Corriere della Sera, 4 dicembre 2021
Gli affari di Macron nel Golfo
Mentre il presidente Emmanuel Macron conversava con il principe ereditario Mohammed Bin Zayed (noto come MBZ) nei luoghi dell’Esposizione universale di Dubai, il direttore generale di Dassault Aviation, Eric Trapier, ha firmato il più importante contratto di fornitura militare dell’industria aereonautica francese: 80 aerei da caccia Rafale vengono venduti agli Emirati Arabi Uniti per 17 miliardi di euro.
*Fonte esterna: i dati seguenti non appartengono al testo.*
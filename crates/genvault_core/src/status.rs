//! Generation lifecycle status.

use serde::{Deserialize, Serialize};

/// Lifecycle of a generation.
///
/// `pending` → `processing` → `completed` | `failed`.
#[derive(
    Debug,
    Clone,
    Copy,
    PartialEq,
    Eq,
    PartialOrd,
    Ord,
    Hash,
    Serialize,
    Deserialize,
    strum::EnumIter,
    derive_more::Display,
)]
#[serde(rename_all = "lowercase")]
pub enum GenerationStatus {
    /// Row created, version reserved
    #[display("pending")]
    Pending,
    /// Files are being written
    #[display("processing")]
    Processing,
    /// Manifest (and diff, if any) persisted
    #[display("completed")]
    Completed,
    /// Unrecoverable write or ledger error
    #[display("failed")]
    Failed,
}

impl GenerationStatus {
    /// Convert to string representation for database storage.
    pub fn as_str(&self) -> &'static str {
        match self {
            GenerationStatus::Pending => "pending",
            GenerationStatus::Processing => "processing",
            GenerationStatus::Completed => "completed",
            GenerationStatus::Failed => "failed",
        }
    }

    /// Whether no further transitions are possible.
    pub fn is_terminal(&self) -> bool {
        matches!(self, GenerationStatus::Completed | GenerationStatus::Failed)
    }
}

impl std::str::FromStr for GenerationStatus {
    type Err = String;

    fn from_str(s: &str) -> Result<Self, Self::Err> {
        match s {
            "pending" => Ok(GenerationStatus::Pending),
            "processing" => Ok(GenerationStatus::Processing),
            "completed" => Ok(GenerationStatus::Completed),
            "failed" => Ok(GenerationStatus::Failed),
            _ => Err(format!("Unknown generation status: {}", s)),
        }
    }
}

#[cfg(test)]
mod tests {
    use super::*;
    use strum::IntoEnumIterator;

    #[test]
    fn string_form_round_trips() {
        for status in GenerationStatus::iter() {
            let parsed: GenerationStatus = status.as_str().parse().unwrap();
            assert_eq!(parsed, status);
            assert_eq!(status.to_string(), status.as_str());
        }
    }
}
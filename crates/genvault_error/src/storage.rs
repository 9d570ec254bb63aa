//! Local storage error types.

/// Kinds of local storage errors.
#[derive(Debug, Clone, PartialEq, Eq, Hash, PartialOrd, Ord, derive_more::Display)]
pub enum StorageErrorKind {
    /// A relative path would escape the version root
    #[display("Invalid path: {}", _0)]
    InvalidPath(String),
    /// Failed to create a storage directory
    #[display("Failed to create storage directory: {}", _0)]
    DirectoryCreation(String),
    /// Local I/O failed while writing a version
    #[display("Write failure: {}", _0)]
    WriteFailure(String),
    /// Failed to read a stored file
    #[display("Failed to read file: {}", _0)]
    FileRead(String),
    /// Version, file, or directory is not present
    #[display("Not found: {}", _0)]
    NotFound(String),
    /// Manifest could not be parsed or failed its structural check
    #[display("Corrupt manifest: {}", _0)]
    CorruptManifest(String),
    /// The active reference rename did not complete
    #[display("Active pointer swap failed: {}", _0)]
    PointerSwapFailed(String),
    /// Local operation exceeded its deadline
    #[display("Storage operation timed out: {}", _0)]
    Timeout(String),
}

/// Storage error with location tracking.
///
/// # Examples
///
/// ```
/// use genvault_error::{StorageError, StorageErrorKind};
///
/// let err = StorageError::new(StorageErrorKind::NotFound("/path/to/file".to_string()));
/// assert!(format!("{}", err).contains("Not found"));
/// ```
#[derive(Debug, Clone, derive_more::Display, derive_more::Error)]
#[display("Storage Error: {} at line {} in {}", kind, line, file)]
pub struct StorageError {
    /// The kind of error that occurred
    pub kind: StorageErrorKind,
    /// Line number where error was created
    pub line: u32,
    /// File where error was created
    pub file: &'static str,
}

impl StorageError {
    /// Create a new storage error with automatic location tracking.
    #[track_caller]
    pub fn new(kind: StorageErrorKind) -> Self {
        let location = std::panic::Location::caller();
        Self {
            kind,
            line: location.line(),
            file: location.file(),
        }
    }

    /// Whether this error reports missing content.
    pub fn is_not_found(&self) -> bool {
        matches!(self.kind, StorageErrorKind::NotFound(_))
    }
}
Macron si prende il merito di portare a buon fine una trattativa cominciata 13 anni fa da Sarkozy e proseguita fra alti e bassi da Hollande. Un successo che sottolinea il nuovo peso della Francia nella regione del Golfo in concomitanza con il progressivo disimpegno americano, ripaga almeno in parte la Francia dello smacco di metà settembre quando l’Australia stracciò l’accordo dei sottomarini, e potrebbe portare a triplicare i posti di lavoro che ruotano intorno al Rafale (oggi 7000 con 400 aziende coinvolte oltre a Dassault). Un aereo operativo dal 2004, che per anni nessuno al di fuori della Francia ha voluto, e che ormai fa parte dell’aviazione militare di sei Paesi stranieri (dopo l’Egitto, il primo nel 2015, Qatar, India, Grecia, Croazia e Emirati).
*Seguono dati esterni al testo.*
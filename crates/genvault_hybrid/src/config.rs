//! Replication and download settings.

use derive_getters::Getters;
use serde::{Deserialize, Serialize};
use std::time::Duration;

/// Settings of the `[replication]` configuration section.
///
/// Background uploads are retried with exponential backoff and jitter.
/// Once `max_attempts` is exhausted the upload is parked in the outbox.
#[derive(Debug, Clone, PartialEq, Eq, Serialize, Deserialize, Getters)]
pub struct ReplicationConfig {
    /// Upload attempts per save, including the first
    #[serde(default = "default_max_attempts")]
    max_attempts: usize,
    /// Base backoff between attempts (milliseconds)
    #[serde(default = "default_initial_backoff_ms")]
    initial_backoff_ms: u64,
    /// Upper bound on a single backoff delay (milliseconds)
    #[serde(default = "default_max_backoff_ms")]
    max_backoff_ms: u64,
}

fn default_max_attempts() -> usize {
    3
}

fn default_initial_backoff_ms() -> u64 {
    100
}

fn default_max_backoff_ms() -> u64 {
    5_000
}

impl Default for ReplicationConfig {
    fn default() -> Self {
        Self {
            max_attempts: default_max_attempts(),
            initial_backoff_ms: default_initial_backoff_ms(),
            max_backoff_ms: default_max_backoff_ms(),
        }
    }
}

impl ReplicationConfig {
    /// Create a policy.
    pub fn new(max_attempts: usize, initial_backoff_ms: u64, max_backoff_ms: u64) -> Self {
        Self {
            max_attempts: max_attempts.max(1),
            initial_backoff_ms,
            max_backoff_ms,
        }
    }

    /// Longest delay between two attempts.
    pub fn max_backoff(&self) -> Duration {
        Duration::from_millis(self.max_backoff_ms)
    }
}

/// Settings of the `[download]` configuration section.
#[derive(Debug, Clone, Default, PartialEq, Eq, Serialize, Deserialize, Getters)]
pub struct DownloadConfig {
    /// Base URL under which the application serves local versions.
    /// When unset, local references are filesystem paths.
    #[serde(default)]
    local_base_url: Option<String>,
}

impl DownloadConfig {
    /// Serve local versions under `base_url`.
    pub fn with_local_base_url(base_url: impl Into<String>) -> Self {
        Self {
            local_base_url: Some(base_url.into()),
        }
    }
}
«Penso che gli Emirati arabi uniti e il principe ereditario abbiano capito che la Francia è un partner solido nella lotta al terrorismo e un alleato affidabile, capace cioè di mantenere i suoi impegni nella regione», ha detto un Macron entusiasta, con una chiara allusione al ritiro americano.
Il clima di grande soddisfazione è rotto in Francia dalle proteste dell’opposizione, in particolare di sinistra. Il candidato ecologista alle presidenziali Yannick Jadot, sostenuto dalle ong in difesa dei diritti umani, definisce il contratto «una vergogna».
Il presidente
Bisogna parlare con i sauditi per la stabilità nella regione, impossibile ignorarli
«La Francia ci fa vergognare quando arma regimi autoritari che disprezzano i diritti umani e si arricchiscono grazie alle energie fossili», ha detto Jadot. Le obiezioni alla politica estera della Francia «patria dei diritti umani» non sono nuove, e anni fa colpirono anche il socialista François Hollande impegnato nelle trattative per l’affare concluso ieri con gli Emirati arabi uniti.
Ma non si tratta solo dei Rafale. La missione di Macron nel Golfo arriva dopo le rivelazioni del sito Disclose sull’aiuto militare e di intelligence francese all’Egitto, usato dal dittatore Al Sisi per bombardare i trafficanti al confine con la Libia e per reprimere i dissidenti.
Dopo il contratto record con MBZ e uno scalo nel Qatar, oggi Macron incontrerà in Arabia saudita MBS, ovvero il principe Mohamed Ben Salman. Sarà così il primo leader occidentale in carica a stringergli la mano in un incontro bilaterale (Matteo Renzi era solo un senatore) dopo l’uccisione nel 2018 del giornalista Jamal Khashoggi, rompendo una sorta di embargo internazionale durato tre anni.
Macron però rivendica la scelta e la fruttuosa visita politico-militare nel Golfo. «Bisogna parlare con i sauditi per la stabilità della regione – ha detto ieri —. Faccio notare che l’Arabia saudita ha organizzato il G20 nell’anno successivo al caso Khashoggi, e non ho visto molte potenze boicottarlo. Non si può avere un ruolo nella regione, non si può cercare di aiutare il Libano, per esempio, se si ignorano i sauditi». Coincidenza, ieri si è finalmente dimesso a Beirut, in seguito a pressioni francesi, il ministro dell’Informazione Georges Kordahi, vicino a Hezbollah e inviso a Riad,che resisteva al suo posto da un mese e che veniva giudicato un ostacolo alla ripresa degli aiuti dall’Arabia saudita al Libano.